If you’ve got a Triforce tattoo or a Link sweater in your wardrobe rotation then you probably have a Nintendo Switch. The A10 Legend of Zelda Edition is then a must for you. It’s sleek, lightweight, and delivers impactful audio performance and best of all the 3.5mm connection means it’s also compatible with just about all the entertainment electronics in your home.

Price Point: $69.99

A40 TR (Astro Gaming)

The most deceptively simple of all the headphones on this list, Astro A40 TR edition doesn’t do Dolby Digital without the optional mixamp you’ll need to purchase separately but what you do get in the box is one of the best-balanced gaming devices around. As with all gaming headsets, there’s a focus on communication as well as delivering a title’s sound design through a compact sonic system.

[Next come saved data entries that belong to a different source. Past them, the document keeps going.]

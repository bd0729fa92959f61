use crate::db::settings;
use crate::errors::AppResult;
use crate::models::{EntryKey, TimeEntry};
use crate::utils::date::normalize_date;
use crate::utils::round2;
use rusqlite::{Connection, Row, params};
use std::collections::HashMap;

const SELECT_ENTRIES: &str = "
    SELECT te.id, p.name, te.date, te.start_time, te.end_time, te.duration,
           te.hourly_rate, te.cost
    FROM time_entries te
    JOIN projects p ON te.project_id = p.id";

/// Row as stored; rate and cost are NULL for entries saved before they
/// were pinned at save time.
struct StoredEntry {
    id: i64,
    project: String,
    date: String,
    start_time: String,
    end_time: String,
    duration: f64,
    hourly_rate: Option<f64>,
    cost: Option<f64>,
}

fn map_row(row: &Row) -> rusqlite::Result<StoredEntry> {
    Ok(StoredEntry {
        id: row.get(0)?,
        project: row.get(1)?,
        date: row.get(2)?,
        start_time: row.get(3)?,
        end_time: row.get(4)?,
        duration: row.get(5)?,
        hourly_rate: row.get(6)?,
        cost: row.get(7)?,
    })
}

/// Resolve pricing: the values pinned at save time win, otherwise the
/// project's current rate applies.
fn price(conn: &Connection, stored: Vec<StoredEntry>) -> AppResult<Vec<TimeEntry>> {
    let mut current_rates: HashMap<String, f64> = HashMap::new();
    let mut out = Vec::with_capacity(stored.len());

    for e in stored {
        let rate = match e.hourly_rate {
            Some(r) => r,
            None => match current_rates.get(&e.project) {
                Some(r) => *r,
                None => {
                    let r = settings::rate_of(conn, &e.project)?;
                    current_rates.insert(e.project.clone(), r);
                    r
                }
            },
        };
        let cost = e.cost.unwrap_or_else(|| round2(e.duration * rate));

        out.push(TimeEntry {
            id: e.id,
            project: e.project,
            date: normalize_date(&e.date),
            start_time: e.start_time,
            end_time: e.end_time,
            duration: e.duration,
            hourly_rate: rate,
            cost,
        });
    }
    Ok(out)
}

fn query(conn: &Connection, sql: &str, args: &[&dyn rusqlite::ToSql]) -> AppResult<Vec<TimeEntry>> {
    let mut stmt = conn.prepare(sql)?;
    let rows = stmt.query_map(args, map_row)?;

    let mut stored = Vec::new();
    for r in rows {
        stored.push(r?);
    }
    price(conn, stored)
}

pub fn insert(
    conn: &Connection,
    project_id: i64,
    date: &str,
    start_time: &str,
    end_time: &str,
    duration: f64,
    hourly_rate: f64,
) -> AppResult<i64> {
    conn.execute(
        "INSERT INTO time_entries (project_id, date, start_time, end_time, duration, hourly_rate, cost, description)
         VALUES (?1, ?2, ?3, ?4, ?5, ?6, ?7, '')",
        params![
            project_id,
            date,
            start_time,
            end_time,
            duration,
            hourly_rate,
            round2(duration * hourly_rate)
        ],
    )?;
    Ok(conn.last_insert_rowid())
}

pub fn get(conn: &Connection, id: i64) -> AppResult<Option<TimeEntry>> {
    let sql = format!("{SELECT_ENTRIES} WHERE te.id = ?1");
    Ok(query(conn, &sql, &[&id])?.into_iter().next())
}

/// Entries of one project, newest first.
pub fn list_by_project(conn: &Connection, project: &str) -> AppResult<Vec<TimeEntry>> {
    let sql = format!(
        "{SELECT_ENTRIES} WHERE p.name = ?1 ORDER BY te.date DESC, te.start_time DESC, te.id ASC"
    );
    query(conn, &sql, &[&project])
}

pub fn list_all(conn: &Connection) -> AppResult<Vec<TimeEntry>> {
    let sql = format!("{SELECT_ENTRIES} ORDER BY te.date DESC, te.start_time DESC, te.id ASC");
    query(conn, &sql, &[])
}

/// Ids of every entry matching the composite key, lowest id first.
/// Dates are compared after normalization, so rows written with a
/// non-canonical date still match.
pub fn ids_by_key(conn: &Connection, key: &EntryKey) -> AppResult<Vec<i64>> {
    let mut ids: Vec<i64> = list_by_project(conn, &key.project)?
        .into_iter()
        .filter(|e| {
            e.date == key.date && e.start_time == key.start_time && e.end_time == key.end_time
        })
        .map(|e| e.id)
        .collect();
    ids.sort_unstable();
    Ok(ids)
}

pub fn update(
    conn: &Connection,
    id: i64,
    date: &str,
    start_time: &str,
    end_time: &str,
    duration: f64,
    hourly_rate: f64,
) -> AppResult<usize> {
    Ok(conn.execute(
        "UPDATE time_entries
         SET date = ?1, start_time = ?2, end_time = ?3, duration = ?4,
             hourly_rate = ?5, cost = ?6
         WHERE id = ?7",
        params![
            date,
            start_time,
            end_time,
            duration,
            hourly_rate,
            round2(duration * hourly_rate),
            id
        ],
    )?)
}

pub fn delete(conn: &Connection, id: i64) -> AppResult<usize> {
    Ok(conn.execute("DELETE FROM time_entries WHERE id = ?1", [id])?)
}
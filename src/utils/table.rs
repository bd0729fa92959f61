//! Table rendering utilities for CLI outputs.

use unicode_width::UnicodeWidthStr;

pub struct Column {
    pub header: String,
    pub right_align: bool,
}

impl Column {
    pub fn left(header: &str) -> Self {
        Self {
            header: header.to_string(),
            right_align: false,
        }
    }

    pub fn right(header: &str) -> Self {
        Self {
            header: header.to_string(),
            right_align: true,
        }
    }
}

pub struct Table {
    pub columns: Vec<Column>,
    pub rows: Vec<Vec<String>>,
}

impl Table {
    pub fn new(columns: Vec<Column>) -> Self {
        Self {
            columns,
            rows: Vec::new(),
        }
    }

    pub fn add_row(&mut self, row: Vec<String>) {
        self.rows.push(row);
    }

    fn widths(&self) -> Vec<usize> {
        self.columns
            .iter()
            .enumerate()
            .map(|(i, col)| {
                self.rows
                    .iter()
                    .filter_map(|r| r.get(i))
                    .map(|c| UnicodeWidthStr::width(c.as_str()))
                    .chain(std::iter::once(UnicodeWidthStr::width(col.header.as_str())))
                    .max()
                    .unwrap_or(0)
            })
            .collect()
    }

    pub fn render(&self) -> String {
        let widths = self.widths();
        let mut out = String::new();

        // Header
        for (col, w) in self.columns.iter().zip(&widths) {
            out.push_str(&pad(&col.header, *w, col.right_align));
            out.push(' ');
        }
        out.push('\n');

        let total: usize = widths.iter().map(|w| w + 1).sum();
        out.push_str(&"-".repeat(total.saturating_sub(1)));
        out.push('\n');

        // Rows
        for row in &self.rows {
            for (i, (col, w)) in self.columns.iter().zip(&widths).enumerate() {
                let cell = row.get(i).map(String::as_str).unwrap_or("");
                out.push_str(&pad(cell, *w, col.right_align));
                out.push(' ');
            }
            out.push('\n');
        }

        out
    }
}

fn pad(s: &str, width: usize, right: bool) -> String {
    let fill = " ".repeat(width.saturating_sub(UnicodeWidthStr::width(s)));
    if right {
        format!("{fill}{s}")
    } else {
        format!("{s}{fill}")
    }
}

#[cfg(test)]
mod tests {
    use super::*;

    #[test]
    fn columns_grow_to_widest_cell() {
        let mut t = Table::new(vec![Column::left("Name"), Column::right("Rate")]);
        t.add_row(vec!["Acme Corporation".into(), "50.00".into()]);

        let out = t.render();
        let lines: Vec<&str> = out.lines().collect();

        assert_eq!(lines[0], format!("Name{}Rate ", " ".repeat(14)));
        assert_eq!(lines[2], "Acme Corporation 50.00 ");
    }
}
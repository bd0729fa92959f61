use crate::core::validate::validate_rate;
use crate::models::Project;
use crate::server::{ApiError, AppState};
use axum::{extract::State, Json};
use serde::{Deserialize, Serialize};
use tracing::instrument;

#[derive(Serialize)]
pub struct ProjectsResponse {
    projects: Vec<Project>,
}

#[derive(Serialize)]
pub struct ProjectResponse {
    success: bool,
    project: Project,
}

#[derive(Debug, Deserialize)]
#[serde(rename_all = "camelCase")]
pub struct ProjectPayload {
    project_name: Option<String>,
    hourly_rate: Option<f64>,
}

fn project_name(body: &ProjectPayload) -> Result<String, ApiError> {
    match body.project_name.as_deref().map(str::trim) {
        Some(n) if !n.is_empty() => Ok(n.to_string()),
        _ => Err(ApiError::bad_request("Project name is required")),
    }
}

#[instrument(name = "list_projects", skip(app_state))]
pub async fn list_projects(
    State(app_state): State<AppState>,
) -> Result<Json<ProjectsResponse>, ApiError> {
    let projects = app_state.run(|store| store.list_projects()).await?;
    Ok(Json(ProjectsResponse { projects }))
}

#[instrument(name = "add_project", skip(app_state))]
pub async fn add_project(
    State(app_state): State<AppState>,
    Json(body): Json<ProjectPayload>,
) -> Result<Json<ProjectResponse>, ApiError> {
    let name = project_name(&body)?;
    let rate = body.hourly_rate;

    let project = app_state
        .run(move |store| store.add_project(&name, rate))
        .await?;

    Ok(Json(ProjectResponse {
        success: true,
        project,
    }))
}

#[instrument(name = "update_project", skip(app_state))]
pub async fn update_project(
    State(app_state): State<AppState>,
    Json(body): Json<ProjectPayload>,
) -> Result<Json<ProjectResponse>, ApiError> {
    let name = project_name(&body)?;
    let rate = body
        .hourly_rate
        .ok_or_else(|| ApiError::bad_request("Hourly rate is required"))?;
    validate_rate(rate)?;

    let project = app_state
        .run(move |store| {
            if store.find_project(&name)?.is_none() {
                return Err(crate::errors::AppError::NotFound(format!("project '{name}'")));
            }
            store.update_rate(&name, rate)
        })
        .await?;

    Ok(Json(ProjectResponse {
        success: true,
        project,
    }))
}
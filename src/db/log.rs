use crate::errors::AppResult;
use chrono::Local;
use rusqlite::{Connection, params};
use serde::Serialize;

/// One row of the internal audit log.
#[derive(Debug, Clone, Serialize)]
pub struct LogRow {
    pub id: i64,
    pub date: String,
    pub operation: String,
    pub target: String,
    pub message: String,
}

/// Write an internal log line into the `log` table.
pub fn ttlog(conn: &Connection, operation: &str, target: &str, message: &str) -> AppResult<()> {
    let now = Local::now().to_rfc3339();

    let mut stmt = conn.prepare_cached(
        "INSERT INTO log (date, operation, target, message)
         VALUES (?1, ?2, ?3, ?4)",
    )?;

    stmt.execute(params![now, operation, target, message])?;

    Ok(())
}

pub fn load_log(conn: &Connection) -> AppResult<Vec<LogRow>> {
    let mut stmt = conn.prepare(
        "SELECT id, date, operation, COALESCE(target, ''), message FROM log ORDER BY id ASC",
    )?;

    let rows = stmt.query_map([], |row| {
        Ok(LogRow {
            id: row.get(0)?,
            date: row.get(1)?,
            operation: row.get(2)?,
            target: row.get(3)?,
            message: row.get(4)?,
        })
    })?;

    let mut out = Vec::new();
    for r in rows {
        out.push(r?);
    }
    Ok(out)
}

Astro’s A40 makes customizing how much of each incredibly easy whether through PC or console. Through either the 3.5mm jack or 1.5 you’ll get audio that’s as close to cutting analog noise without going fully digital. Playing through Marvel Spider-Man a third time with these at half volume gave me a distinguishably more cinematic experience than the speakers on my television at max volume. From the instant Peter scrambled out of his apartment to take down the Kingpin every splat of web fluid and wrapping takedown of henchmen was just meatier in my comparison play through.

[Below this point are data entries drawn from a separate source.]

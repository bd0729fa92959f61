use rust_xlsxwriter::{Color, Format, FormatAlign, FormatBorder, FormatPattern};

const HEADER_BG: u32 = 0x2F75B5;
const TOTAL_BG: u32 = 0xEAF3FB;

/// Cell formats shared by every sheet of an export.
pub(crate) struct Styles {
    pub title: Format,
    pub header: Format,
    pub text: Format,
    pub hours: Format,
    pub money: Format,
    pub percent: Format,
    pub integer: Format,
    pub total_label: Format,
    pub total_hours: Format,
    pub total_money: Format,
    pub total_percent: Format,
    pub total_integer: Format,
}

impl Styles {
    pub fn new() -> Self {
        let cell = Format::new().set_border(FormatBorder::Thin);
        let total = Format::new()
            .set_bold()
            .set_background_color(Color::RGB(TOTAL_BG))
            .set_pattern(FormatPattern::Solid)
            .set_border(FormatBorder::Thin);

        Self {
            title: Format::new().set_bold().set_font_size(14),
            header: Format::new()
                .set_bold()
                .set_font_color(Color::RGB(0xFFFFFF))
                .set_background_color(Color::RGB(HEADER_BG))
                .set_pattern(FormatPattern::Solid)
                .set_border(FormatBorder::Thin)
                .set_align(FormatAlign::Center),
            text: cell.clone(),
            hours: cell.clone().set_num_format("0.00"),
            money: cell.clone().set_num_format("#,##0.00"),
            percent: cell.clone().set_num_format("0.0%"),
            integer: cell.set_num_format("0"),
            total_label: total.clone(),
            total_hours: total.clone().set_num_format("0.00"),
            total_money: total.clone().set_num_format("#,##0.00"),
            total_percent: total.clone().set_num_format("0.0%"),
            total_integer: total.set_num_format("0"),
        }
    }
}
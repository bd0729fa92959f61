use serde::Serialize;

/// A billable project. The name is the key everywhere (settings, exports).
#[derive(Debug, Clone, PartialEq, Serialize)]
#[serde(rename_all = "camelCase")]
pub struct Project {
    pub name: String,
    pub hourly_rate: f64,
}

impl Project {
    pub fn new(name: impl Into<String>, hourly_rate: f64) -> Self {
        Self {
            name: name.into(),
            hourly_rate,
        }
    }
}
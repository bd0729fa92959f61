use crate::errors::AppResult;
use crate::models::Timer;
use chrono::{SecondsFormat, Utc};
use rusqlite::{Connection, OptionalExtension, Row, params};

const SELECT_TIMERS: &str = "
    SELECT t.timer_id, p.name, t.start_time, t.elapsed_time, t.is_running
    FROM timers t
    JOIN projects p ON t.project_id = p.id";

fn map_row(row: &Row) -> rusqlite::Result<Timer> {
    Ok(Timer {
        timer_id: row.get(0)?,
        project: row.get(1)?,
        start_time: row.get(2)?,
        elapsed_time: row.get(3)?,
        is_running: row.get::<_, i64>(4)? != 0,
    })
}

pub fn get(conn: &Connection, timer_id: &str) -> AppResult<Option<Timer>> {
    let sql = format!("{SELECT_TIMERS} WHERE t.timer_id = ?1");
    let mut stmt = conn.prepare_cached(&sql)?;
    Ok(stmt.query_row([timer_id], map_row).optional()?)
}

/// Timers ordered by start time, oldest first.
pub fn list(conn: &Connection) -> AppResult<Vec<Timer>> {
    let sql = format!("{SELECT_TIMERS} ORDER BY t.start_time ASC, t.timer_id ASC");
    let mut stmt = conn.prepare(&sql)?;
    let rows = stmt.query_map([], map_row)?;

    let mut out = Vec::new();
    for r in rows {
        out.push(r?);
    }
    Ok(out)
}

/// (Re)start a timer: start time reset to now, elapsed to 0, running.
pub fn upsert_start(conn: &Connection, timer_id: &str, project_id: i64) -> AppResult<()> {
    let now = Utc::now().to_rfc3339_opts(SecondsFormat::Millis, true);

    conn.execute(
        "INSERT INTO timers (timer_id, project_id, start_time, elapsed_time, is_running)
         VALUES (?1, ?2, ?3, 0, 1)
         ON CONFLICT(timer_id) DO UPDATE SET
             project_id = excluded.project_id,
             start_time = excluded.start_time,
             elapsed_time = 0,
             is_running = 1",
        params![timer_id, project_id, now],
    )?;
    Ok(())
}

/// Returns the number of rows touched (0 when the timer is gone).
pub fn set_elapsed(conn: &Connection, timer_id: &str, elapsed: f64) -> AppResult<usize> {
    Ok(conn.execute(
        "UPDATE timers SET elapsed_time = ?1 WHERE timer_id = ?2",
        params![elapsed, timer_id],
    )?)
}

pub fn stop(conn: &Connection, timer_id: &str) -> AppResult<usize> {
    Ok(conn.execute(
        "UPDATE timers SET is_running = 0 WHERE timer_id = ?1",
        [timer_id],
    )?)
}

pub fn delete(conn: &Connection, timer_id: &str) -> AppResult<bool> {
    Ok(conn.execute("DELETE FROM timers WHERE timer_id = ?1", [timer_id])? > 0)
}
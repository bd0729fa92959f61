//! Read models of the derived aggregation tables.

use serde::Serialize;

/// Date x project hour matrix.
#[derive(Debug, Clone, PartialEq, Serialize)]
#[serde(rename_all = "camelCase")]
pub struct Ledger {
    /// Column order of `LedgerRow::hours`.
    pub projects: Vec<String>,
    pub rows: Vec<LedgerRow>,
}

#[derive(Debug, Clone, PartialEq, Serialize)]
#[serde(rename_all = "camelCase")]
pub struct LedgerRow {
    pub date: String,
    pub hours: Vec<f64>,
    /// Sum across the row's project cells.
    pub total: f64,
}

impl Ledger {
    pub fn hours_for(&self, date: &str, project: &str) -> Option<f64> {
        let col = self.projects.iter().position(|p| p == project)?;
        self.rows
            .iter()
            .find(|r| r.date == date)
            .map(|r| r.hours[col])
    }
}

/// Per-project rollup plus totals.
#[derive(Debug, Clone, PartialEq, Serialize)]
#[serde(rename_all = "camelCase")]
pub struct Analytics {
    pub rows: Vec<AnalyticsRow>,
    pub total: AnalyticsRow,
}

#[derive(Debug, Clone, PartialEq, Serialize)]
#[serde(rename_all = "camelCase")]
pub struct AnalyticsRow {
    pub project: String,
    pub hours: f64,
    pub rate: f64,
    pub cost: f64,
    /// Fractions in `0.0..=1.0`.
    pub pct_hours: f64,
    pub pct_cost: f64,
}

impl Analytics {
    pub fn row(&self, project: &str) -> Option<&AnalyticsRow> {
        self.rows.iter().find(|r| r.project == project)
    }
}
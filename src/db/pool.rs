//! SQLite connection wrapper (one connection per store call).

use crate::db::initialize::init_db;
use crate::errors::{AppError, AppResult};
use rusqlite::{Connection, Transaction, TransactionBehavior};
use std::fs;
use std::path::{Path, PathBuf};
use std::time::Duration;

#[derive(Debug, Clone, Copy, PartialEq, Eq)]
pub enum OpenMode {
    /// Create the file (and its directory) with the baseline schema if absent.
    CreateIfMissing,
    /// The caller expects existing data; a missing file is `NotFound`.
    ExistingOnly,
}

#[derive(Debug)]
pub struct DbPool {
    pub conn: Connection,
    pub path: PathBuf,
}

impl DbPool {
    pub fn open(path: &Path, mode: OpenMode) -> AppResult<Self> {
        if !path.exists() {
            if mode == OpenMode::ExistingOnly {
                return Err(AppError::NotFound(format!("data file {}", path.display())));
            }
            if let Some(parent) = path.parent()
                && !parent.as_os_str().is_empty()
            {
                fs::create_dir_all(parent)?;
            }
        }

        let conn = Connection::open(path)?;
        // A locked file is reported immediately, never retried.
        conn.busy_timeout(Duration::ZERO)?;
        conn.pragma_update(None, "foreign_keys", "ON")?;

        init_db(&conn)?;

        Ok(Self {
            conn,
            path: path.to_path_buf(),
        })
    }

    /// Start a write transaction holding the file's write lock from the first
    /// statement, so a competing writer fails before anything is read.
    pub fn write_tx(&mut self) -> AppResult<Transaction<'_>> {
        Ok(self
            .conn
            .transaction_with_behavior(TransactionBehavior::Immediate)?)
    }
}
use crate::cli::parser::{Commands, EntryAction, EntryFields};
use crate::config::Config;
use crate::core::Store;
use crate::errors::{AppError, AppResult};
use crate::models::{EntryRef, EntryUpdate, NewTimeEntry, TimeEntry};
use crate::ui::messages::{info, success};
use crate::utils::date::{hours_between, today};
use crate::utils::formatting::{hours, money};
use crate::utils::round2;
use crate::utils::table::{Column, Table};

fn build_new_entry(project: &str, f: &EntryFields) -> AppResult<NewTimeEntry> {
    let start = f
        .start
        .clone()
        .ok_or_else(|| AppError::Validation("Missing --start".into()))?;
    let end = f
        .end
        .clone()
        .ok_or_else(|| AppError::Validation("Missing --end".into()))?;

    // an explicit --duration is stored as given
    let duration = match f.duration {
        Some(d) => d,
        None => hours_between(&start, &end).map(round2).ok_or_else(|| {
            AppError::Validation(format!(
                "Cannot derive the duration from '{start}'-'{end}'; pass --duration"
            ))
        })?,
    };

    Ok(NewTimeEntry {
        project: project.to_string(),
        date: f
            .date
            .clone()
            .unwrap_or_else(|| today().format("%Y-%m-%d").to_string()),
        start_time: start,
        end_time: end,
        duration,
    })
}

fn print_entries(entries: &[TimeEntry], currency: &str) {
    let mut table = Table::new(vec![
        Column::right("ID"),
        Column::left("Project"),
        Column::left("Date"),
        Column::left("Start"),
        Column::left("End"),
        Column::right("Hours"),
        Column::right("Rate/h"),
        Column::right("Cost"),
    ]);

    for e in entries {
        table.add_row(vec![
            e.id.to_string(),
            e.project.clone(),
            e.date.clone(),
            e.start_time.clone(),
            e.end_time.clone(),
            hours(e.duration),
            money(e.hourly_rate, currency),
            money(e.cost, currency),
        ]);
    }

    let total_hours: f64 = entries.iter().map(|e| e.duration).sum();
    let total_cost = round2(entries.iter().map(|e| e.cost).sum());
    table.add_row(vec![
        String::new(),
        "Total".into(),
        String::new(),
        String::new(),
        String::new(),
        hours(total_hours),
        String::new(),
        money(total_cost, currency),
    ]);

    print!("{}", table.render());
}

pub fn handle(cmd: &Commands, cfg: &Config, store: &Store) -> AppResult<()> {
    let Commands::Entry { action } = cmd else {
        return Ok(());
    };

    match action {
        EntryAction::Add { project, fields } => {
            let new = build_new_entry(project, fields)?;
            let e = store.save_entry(&new)?;
            success(format!(
                "Entry #{} saved: {} {} {}-{} ({}h, {})",
                e.id,
                e.project,
                e.date,
                e.start_time,
                e.end_time,
                hours(e.duration),
                money(e.cost, &cfg.currency)
            ));
        }
        EntryAction::List { project } => {
            let entries = match project {
                Some(p) => store.project_entries(p)?,
                None => store.all_entries()?,
            };
            if entries.is_empty() {
                info("No entries found.");
            } else {
                print_entries(&entries, &cfg.currency);
            }
        }
        EntryAction::Update { id, fields } => {
            let r = EntryRef::parse(id)?;
            let upd = EntryUpdate {
                date: fields.date.clone(),
                start_time: fields.start.clone(),
                end_time: fields.end.clone(),
                duration: fields.duration,
            };
            if upd.is_empty() {
                return Err(AppError::Validation(
                    "Nothing to update: pass --date, --start, --end or --duration".into(),
                ));
            }
            let e = store.update_entry(&r, &upd)?;
            success(format!(
                "Entry #{} updated: {} {}-{} ({}h, {})",
                e.id,
                e.date,
                e.start_time,
                e.end_time,
                hours(e.duration),
                money(e.cost, &cfg.currency)
            ));
        }
        EntryAction::Del { id } => {
            let r = EntryRef::parse(id)?;
            let e = store.delete_entry(&r)?;
            success(format!("Entry #{} deleted ({})", e.id, e.key()));
        }
    }

    Ok(())
}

For the PC modders out there, the A40 TR has levels of customization you can do such as changing the ear cup plates. That’s not particularly something I was interested in but those of you who want something to feel like it’s unique, you have options. The A40 TR falls in the moderate price point range for base headphones but delivers a top-shelf presentation.

Price Point: $149.99

 

After a lot of deliberation and return policy abuse, I landed on the A10 Legend of Zelda edition as my go to headset. They fit my enhance audio needs for my primary gaming devices (Switch, PS4), it may not be the best quality of sound but it’s a noticeable improvement over lesser priced headphones, even Bose music ones. The color scheme and design is subtle and thin enough that if I really wanted to, I could plug them into my phone at the gym and no one would bat an eye, yet if I’m waiting in line for something at SDCC then I could get some compliments from the one or two other true Nintendo fans on Earth.

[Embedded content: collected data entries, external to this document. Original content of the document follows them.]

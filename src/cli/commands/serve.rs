use crate::cli::parser::Commands;
use crate::config::Config;
use crate::core::Store;
use crate::errors::{AppError, AppResult};
use crate::server;

pub fn handle(cmd: &Commands, cfg: &Config, store: Store) -> AppResult<()> {
    let Commands::Serve { bind } = cmd else {
        return Ok(());
    };

    let addr = bind.clone().unwrap_or_else(|| cfg.bind_address.clone());
    let state = server::AppState::new(store, cfg.currency.clone());

    let runtime = tokio::runtime::Builder::new_multi_thread()
        .enable_all()
        .build()
        .map_err(|e| AppError::Other(format!("cannot start the async runtime: {e}")))?;

    runtime.block_on(server::serve(&addr, state))
}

If you’re looking to improve the audio in the video games you play, gaming headphones are a simple solution that in most cases won’t break your bank. While you may need to make an investment if you want a true theater surround in your ears, grabbing a pair of any of these cans is an easy way to up your experience. Going in there’s an incredible amount of overwhelming choices that some di**head in a blue polo shirt might try to convince you of the need to spend hundreds of dollars that could buy comics, but don’t be intimidated. If it looks cool, it probably works for you. The only two things you need to be aware of going in is what you’re connecting your headphones to (a game console or PC) most of the time as long as you have some kind of headphone jack you’ll be fine. You might even find the perfect gift for the game enthusiast in your life.

 

(Thank you to the companies that allowed me to visit and try their products so I didn’t have to make frequent trips to the store and return excuses. No paid promotion was accepted in writing this, it’s just my shopping experience for something I was always curious about.)